In his book The Prophets, Abraham Joshua Heschel describes the unique aspect of the Jewish prophets as compared to other similar figures. Whereas other nations have soothsayers and diviners who attempt to discover the will of their gods, according to Heschel the Hebrew prophets are characterized by their experience of what he calls theotropism—God turning towards humanity. Heschel argues for the view of Hebrew prophets as receivers of the "Divine Pathos", of the wrath and sorrow of God over his nation that has forsaken him. In this view, prophets do not speak for God so much as they remind their audience of God's voice for the voiceless, the poor and oppressed.

He writes:

Torah min HaShamayim (1962) 
Many consider Heschel's Torah min HaShamayim BeAspaklariya shel HaDorot, (Torah from Heaven in the mirror of the generations) to be his masterwork. The three volumes of this work are a study of classical rabbinic theology and aggadah, as opposed to halakha (Jewish law).
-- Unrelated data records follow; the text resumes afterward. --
//! SurrealDB implementation of [`GroupStore`].

use std::collections::BTreeMap;

use chrono::{DateTime, Utc};
use surrealdb::{Connection, Surreal};
use surrealdb_types::SurrealValue;

use permea_core::error::{PermError, PermResult};
use permea_core::models::access::Access;
use permea_core::models::group::Group;
use permea_core::store::GroupStore;

use crate::error::{DbError, MISSING_TARGET, check_guarded, is_unique_violation};
use crate::retry::{self, RetryPolicy};

#[derive(Debug, SurrealValue)]
struct GroupRow {
    name: String,
    #[allow(dead_code)]
    created_at: DateTime<Utc>,
    #[allow(dead_code)]
    updated_at: DateTime<Utc>,
}

#[derive(Debug, SurrealValue)]
struct GroupPermissionRow {
    group_name: String,
    permission_name: String,
    access: String,
    #[allow(dead_code)]
    assigned_by: Option<String>,
}

impl GroupPermissionRow {
    fn parsed_access(&self) -> PermResult<Access> {
        Access::parse(&self.access).ok_or_else(|| {
            DbError::Corrupt(format!(
                "invalid access value '{}' on group '{}'",
                self.access, self.group_name
            ))
            .into()
        })
    }
}

/// SurrealDB-backed group store. Permission entries live in the
/// `group_permission` link table, one row per entry.
#[derive(Clone)]
pub struct SurrealGroupStore<C: Connection> {
    db: Surreal<C>,
    retry: RetryPolicy,
}

impl<C: Connection> SurrealGroupStore<C> {
    pub fn new(db: Surreal<C>, retry: RetryPolicy) -> Self {
        Self { db, retry }
    }

    async fn entries_for(&self, name: &str) -> PermResult<BTreeMap<String, Access>> {
        let mut result = self
            .db
            .query("SELECT * FROM group_permission WHERE group_name = $name")
            .bind(("name", name.to_owned()))
            .await
            .map_err(DbError::from)?;
        let rows: Vec<GroupPermissionRow> = result.take(0).map_err(DbError::from)?;

        let mut permissions = BTreeMap::new();
        for row in rows {
            let access = row.parsed_access()?;
            permissions.insert(row.permission_name, access);
        }
        Ok(permissions)
    }

    async fn load(&self, name: &str) -> PermResult<Option<Group>> {
        let mut result = self
            .db
            .query("SELECT * FROM group WHERE name = $name LIMIT 1")
            .bind(("name", name.to_owned()))
            .await
            .map_err(DbError::from)?;
        let rows: Vec<GroupRow> = result.take(0).map_err(DbError::from)?;
        let Some(row) = rows.into_iter().next() else {
            return Ok(None);
        };

        Ok(Some(Group {
            name: row.name,
            permissions: self.entries_for(name).await?,
        }))
    }

    async fn try_create(&self, name: &str) -> PermResult<Group> {
        let result = self
            .db
            .query("CREATE group SET name = $name")
            .bind(("name", name.to_owned()))
            .await
            .map_err(DbError::from)?;

        match result.check() {
            Ok(_) => Ok(Group::new(name)),
            Err(err) if is_unique_violation(&err) => Err(PermError::Conflict {
                entity: "group".into(),
                id: name.to_owned(),
            }),
            Err(err) => Err(DbError::from(err).into()),
        }
    }

    async fn try_list(&self) -> PermResult<Vec<Group>> {
        let mut result = self
            .db
            .query("SELECT * FROM group ORDER BY name ASC; SELECT * FROM group_permission;")
            .await
            .map_err(DbError::from)?;
        let group_rows: Vec<GroupRow> = result.take(0).map_err(DbError::from)?;
        let entry_rows: Vec<GroupPermissionRow> = result.take(1).map_err(DbError::from)?;

        let mut entries: BTreeMap<String, BTreeMap<String, Access>> = BTreeMap::new();
        for row in entry_rows {
            let access = row.parsed_access()?;
            entries
                .entry(row.group_name.clone())
                .or_default()
                .insert(row.permission_name, access);
        }

        Ok(group_rows
            .into_iter()
            .map(|row| {
                let permissions = entries.remove(&row.name).unwrap_or_default();
                Group {
                    name: row.name,
                    permissions,
                }
            })
            .collect())
    }

    async fn try_set_permission(
        &self,
        name: &str,
        permission: &str,
        access: Access,
        assigned_by: Option<&str>,
    ) -> PermResult<Option<Group>> {
        // Delete-then-create upsert keyed by the unique pair index. The
        // existence guard runs inside the same transaction, so a
        // concurrent group deletion rolls the link row back instead of
        // leaving it orphaned.
        let result = self
            .db
            .query(format!(
                "BEGIN TRANSACTION; \
                 LET $rows = (SELECT name FROM group WHERE name = $group); \
                 IF array::len($rows) = 0 {{ THROW '{MISSING_TARGET}' }}; \
                 DELETE group_permission WHERE group_name = $group \
                 AND permission_name = $permission; \
                 CREATE group_permission SET group_name = $group, \
                 permission_name = $permission, access = $access_value, \
                 assigned_by = $assigned_by; \
                 COMMIT TRANSACTION;"
            ))
            .bind(("group", name.to_owned()))
            .bind(("permission", permission.to_owned()))
            .bind(("access_value", access.as_str()))
            .bind(("assigned_by", assigned_by.map(str::to_owned)))
            .await
            .map_err(DbError::from)?;

        match check_guarded(result) {
            Ok(true) => self.load(name).await,
            Ok(false) => Ok(None),
            Err(err) => Err(DbError::from(err).into()),
        }
    }

    async fn try_replace_permissions(
        &self,
        name: &str,
        permissions: &BTreeMap<String, Access>,
        assigned_by: Option<&str>,
    ) -> PermResult<Option<Group>> {
        // Guard, clear and repopulate in one transaction so a failure
        // rolls back to the fully-old map.
        let mut sql = format!(
            "BEGIN TRANSACTION; \
             LET $rows = (SELECT name FROM group WHERE name = $group); \
             IF array::len($rows) = 0 {{ THROW '{MISSING_TARGET}' }}; \
             DELETE group_permission WHERE group_name = $group; "
        );
        for i in 0..permissions.len() {
            sql.push_str(&format!(
                "CREATE group_permission SET group_name = $group, \
                 permission_name = $p{i}, access = $a{i}, \
                 assigned_by = $assigned_by; "
            ));
        }
        sql.push_str("COMMIT TRANSACTION;");

        let mut request = self
            .db
            .query(sql)
            .bind(("group", name.to_owned()))
            .bind(("assigned_by", assigned_by.map(str::to_owned)));
        for (i, (permission, access)) in permissions.iter().enumerate() {
            request = request
                .bind((format!("p{i}"), permission.clone()))
                .bind((format!("a{i}"), access.as_str()));
        }
        let result = request.await.map_err(DbError::from)?;

        match check_guarded(result) {
            Ok(true) => self.load(name).await,
            Ok(false) => Ok(None),
            Err(err) => Err(DbError::from(err).into()),
        }
    }

    async fn try_remove_permission(
        &self,
        name: &str,
        permission: &str,
    ) -> PermResult<Option<Group>> {
        let result = self
            .db
            .query(format!(
                "BEGIN TRANSACTION; \
                 LET $rows = (SELECT name FROM group WHERE name = $group); \
                 IF array::len($rows) = 0 {{ THROW '{MISSING_TARGET}' }}; \
                 DELETE group_permission WHERE group_name = $group \
                 AND permission_name = $permission; \
                 COMMIT TRANSACTION;"
            ))
            .bind(("group", name.to_owned()))
            .bind(("permission", permission.to_owned()))
            .await
            .map_err(DbError::from)?;

        match check_guarded(result) {
            Ok(true) => self.load(name).await,
            Ok(false) => Ok(None),
            Err(err) => Err(DbError::from(err).into()),
        }
    }

    async fn try_delete(&self, name: &str) -> PermResult<Option<Group>> {
        // The snapshot reads share the transaction with the deletes, so
        // the returned state is exactly what was removed. Membership
        // rows in user_group are left in place: a user keeps its
        // reference and resolution skips the vanished group.
        let mut result = self
            .db
            .query(
                "BEGIN TRANSACTION; \
                 SELECT * FROM group WHERE name = $name LIMIT 1; \
                 SELECT * FROM group_permission WHERE group_name = $name; \
                 DELETE group_permission WHERE group_name = $name; \
                 DELETE group WHERE name = $name; \
                 COMMIT TRANSACTION;",
            )
            .bind(("name", name.to_owned()))
            .await
            .map_err(DbError::from)?
            .check()
            .map_err(DbError::from)?;

        // Statement 0 is BEGIN TRANSACTION, so the SELECTs start at 1.
        let rows: Vec<GroupRow> = result.take(1).map_err(DbError::from)?;
        let Some(row) = rows.into_iter().next() else {
            return Ok(None);
        };
        let entry_rows: Vec<GroupPermissionRow> = result.take(2).map_err(DbError::from)?;

        let mut permissions = BTreeMap::new();
        for entry in entry_rows {
            let access = entry.parsed_access()?;
            permissions.insert(entry.permission_name, access);
        }

        Ok(Some(Group {
            name: row.name,
            permissions,
        }))
    }
}

impl<C: Connection> GroupStore for SurrealGroupStore<C> {
    async fn create(&self, name: &str) -> PermResult<Group> {
        retry::run(&self.retry, || self.try_create(name)).await
    }

    async fn get(&self, name: &str) -> PermResult<Option<Group>> {
        retry::run(&self.retry, || self.load(name)).await
    }

    async fn list(&self) -> PermResult<Vec<Group>> {
        retry::run(&self.retry, || self.try_list()).await
    }

    async fn set_permission(
        &self,
        name: &str,
        permission: &str,
        access: Access,
        assigned_by: Option<&str>,
    ) -> PermResult<Option<Group>> {
        retry::run(&self.retry, || {
            self.try_set_permission(name, permission, access, assigned_by)
        })
        .await
    }

    async fn replace_permissions(
        &self,
        name: &str,
        permissions: &BTreeMap<String, Access>,
        assigned_by: Option<&str>,
    ) -> PermResult<Option<Group>> {
        retry::run(&self.retry, || {
            self.try_replace_permissions(name, permissions, assigned_by)
        })
        .await
    }

    async fn remove_permission(&self, name: &str, permission: &str) -> PermResult<Option<Group>> {
        retry::run(&self.retry, || self.try_remove_permission(name, permission)).await
    }

    async fn delete(&self, name: &str) -> PermResult<Option<Group>> {
        retry::run(&self.retry, || self.try_delete(name)).await
    }
}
It explores the views of the rabbis in the Mishnah, Talmud and Midrash about the nature of Torah, the revelation of God to mankind, prophecy, and the ways that Jews have used scriptural exegesis to expand and understand these core Jewish texts. In this work, Heschel views the 2nd century sages Rabbi Akiva and Ishmael ben Elisha as paradigms for the two dominant world-views in Jewish theology

Two Hebrew volumes were published during his lifetime by Soncino Press, and the third Hebrew volume was published posthumously by JTS Press in the 1990s. A new edition, including an expanded third volume, due to manuscripts which were found and edited by Dr. Dror Bondi, was published by Magid Press in 2021. An English translation of all three volumes, with notes, essays and appendices, was translated and edited by Rabbi Gordon Tucker, entitled Heavenly Torah: As Refracted Through the Generations. In its own right it can be the subject of intense study and analysis, and provides insight into the relationship between God and Man beyond the world of Judaism and for all Monotheism.

Who is Man? (1965)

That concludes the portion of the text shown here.